**Task goal:**
Each line of the records containing "account" is to be copied out and returned.

**Task inputs:**
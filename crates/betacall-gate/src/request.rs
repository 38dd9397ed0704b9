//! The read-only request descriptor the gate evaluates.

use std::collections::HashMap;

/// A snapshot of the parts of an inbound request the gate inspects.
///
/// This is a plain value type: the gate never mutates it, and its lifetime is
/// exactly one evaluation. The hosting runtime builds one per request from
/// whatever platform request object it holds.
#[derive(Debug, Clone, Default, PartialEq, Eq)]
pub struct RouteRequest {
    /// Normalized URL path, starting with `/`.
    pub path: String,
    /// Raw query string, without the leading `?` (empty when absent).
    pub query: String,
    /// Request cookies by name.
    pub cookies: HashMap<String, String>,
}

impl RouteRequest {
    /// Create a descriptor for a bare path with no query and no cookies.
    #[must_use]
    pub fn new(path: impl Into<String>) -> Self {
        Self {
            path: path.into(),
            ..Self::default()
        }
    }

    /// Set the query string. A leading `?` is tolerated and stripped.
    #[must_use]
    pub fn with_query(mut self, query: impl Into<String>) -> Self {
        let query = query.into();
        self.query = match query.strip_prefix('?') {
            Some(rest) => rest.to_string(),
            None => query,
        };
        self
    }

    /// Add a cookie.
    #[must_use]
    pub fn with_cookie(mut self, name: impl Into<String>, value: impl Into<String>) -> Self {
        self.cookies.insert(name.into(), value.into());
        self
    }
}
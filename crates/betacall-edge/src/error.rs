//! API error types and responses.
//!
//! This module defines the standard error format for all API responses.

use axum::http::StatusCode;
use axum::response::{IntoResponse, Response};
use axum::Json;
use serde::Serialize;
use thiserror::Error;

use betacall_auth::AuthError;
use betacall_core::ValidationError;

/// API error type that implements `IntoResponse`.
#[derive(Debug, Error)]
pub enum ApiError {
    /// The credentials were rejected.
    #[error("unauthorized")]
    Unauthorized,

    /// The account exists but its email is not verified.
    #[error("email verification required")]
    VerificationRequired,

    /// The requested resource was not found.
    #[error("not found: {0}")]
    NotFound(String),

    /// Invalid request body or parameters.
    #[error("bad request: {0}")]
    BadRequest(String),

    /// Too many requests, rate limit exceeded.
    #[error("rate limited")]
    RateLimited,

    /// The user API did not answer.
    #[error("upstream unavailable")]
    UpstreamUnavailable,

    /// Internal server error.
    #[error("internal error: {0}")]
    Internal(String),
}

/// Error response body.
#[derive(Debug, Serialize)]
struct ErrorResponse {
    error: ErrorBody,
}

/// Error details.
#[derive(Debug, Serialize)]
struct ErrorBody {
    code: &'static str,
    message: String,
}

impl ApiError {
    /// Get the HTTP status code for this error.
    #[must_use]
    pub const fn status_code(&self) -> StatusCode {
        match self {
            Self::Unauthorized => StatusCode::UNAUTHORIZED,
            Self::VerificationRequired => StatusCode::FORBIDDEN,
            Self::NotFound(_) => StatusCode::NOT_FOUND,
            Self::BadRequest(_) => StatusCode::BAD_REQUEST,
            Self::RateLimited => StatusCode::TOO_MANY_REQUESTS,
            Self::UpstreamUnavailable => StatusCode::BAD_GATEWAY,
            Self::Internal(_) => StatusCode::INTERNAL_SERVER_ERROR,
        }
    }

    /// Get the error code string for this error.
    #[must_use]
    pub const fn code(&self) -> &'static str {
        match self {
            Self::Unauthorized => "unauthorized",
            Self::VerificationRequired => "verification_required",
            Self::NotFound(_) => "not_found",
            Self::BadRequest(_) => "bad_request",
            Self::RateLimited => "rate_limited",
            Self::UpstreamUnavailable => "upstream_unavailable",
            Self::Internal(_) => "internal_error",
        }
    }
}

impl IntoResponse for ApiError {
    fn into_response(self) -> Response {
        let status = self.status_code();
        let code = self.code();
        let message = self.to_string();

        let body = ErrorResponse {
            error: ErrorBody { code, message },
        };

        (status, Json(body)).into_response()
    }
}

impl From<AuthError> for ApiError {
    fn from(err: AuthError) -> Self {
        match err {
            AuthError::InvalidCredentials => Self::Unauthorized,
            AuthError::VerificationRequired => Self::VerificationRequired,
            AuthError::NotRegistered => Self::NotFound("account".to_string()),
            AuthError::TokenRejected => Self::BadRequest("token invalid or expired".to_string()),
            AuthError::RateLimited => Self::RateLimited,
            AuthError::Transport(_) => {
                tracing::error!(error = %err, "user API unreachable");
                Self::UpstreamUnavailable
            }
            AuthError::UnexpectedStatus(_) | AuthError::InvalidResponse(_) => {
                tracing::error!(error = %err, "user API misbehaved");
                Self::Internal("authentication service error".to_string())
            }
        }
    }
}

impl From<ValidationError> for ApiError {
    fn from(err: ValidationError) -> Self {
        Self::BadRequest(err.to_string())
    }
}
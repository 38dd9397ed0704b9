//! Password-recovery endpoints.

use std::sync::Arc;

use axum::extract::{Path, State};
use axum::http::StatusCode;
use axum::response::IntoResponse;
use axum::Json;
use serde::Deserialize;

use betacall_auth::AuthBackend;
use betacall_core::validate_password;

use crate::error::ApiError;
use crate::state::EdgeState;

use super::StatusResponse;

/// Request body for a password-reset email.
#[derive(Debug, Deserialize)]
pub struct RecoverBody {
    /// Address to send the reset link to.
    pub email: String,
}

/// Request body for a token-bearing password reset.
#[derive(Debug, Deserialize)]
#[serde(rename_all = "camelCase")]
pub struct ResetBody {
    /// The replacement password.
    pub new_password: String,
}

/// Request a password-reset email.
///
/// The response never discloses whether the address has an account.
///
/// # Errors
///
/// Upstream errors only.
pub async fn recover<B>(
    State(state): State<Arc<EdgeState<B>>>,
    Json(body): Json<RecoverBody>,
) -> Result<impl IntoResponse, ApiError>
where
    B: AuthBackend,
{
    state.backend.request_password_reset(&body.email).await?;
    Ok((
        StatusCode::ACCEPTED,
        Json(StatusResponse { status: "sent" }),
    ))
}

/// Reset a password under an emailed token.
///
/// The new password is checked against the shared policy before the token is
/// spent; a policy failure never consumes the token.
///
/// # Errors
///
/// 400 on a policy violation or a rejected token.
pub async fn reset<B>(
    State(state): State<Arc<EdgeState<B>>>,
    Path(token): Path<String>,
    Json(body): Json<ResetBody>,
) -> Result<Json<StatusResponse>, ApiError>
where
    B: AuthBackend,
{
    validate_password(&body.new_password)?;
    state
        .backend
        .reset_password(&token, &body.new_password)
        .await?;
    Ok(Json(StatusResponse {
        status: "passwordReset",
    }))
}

**Task result:**
    /// The account exists but its email is not verified.
            AuthError::NotRegistered => Self::NotFound("account".to_string()),
/// The response never discloses whether the address has an account.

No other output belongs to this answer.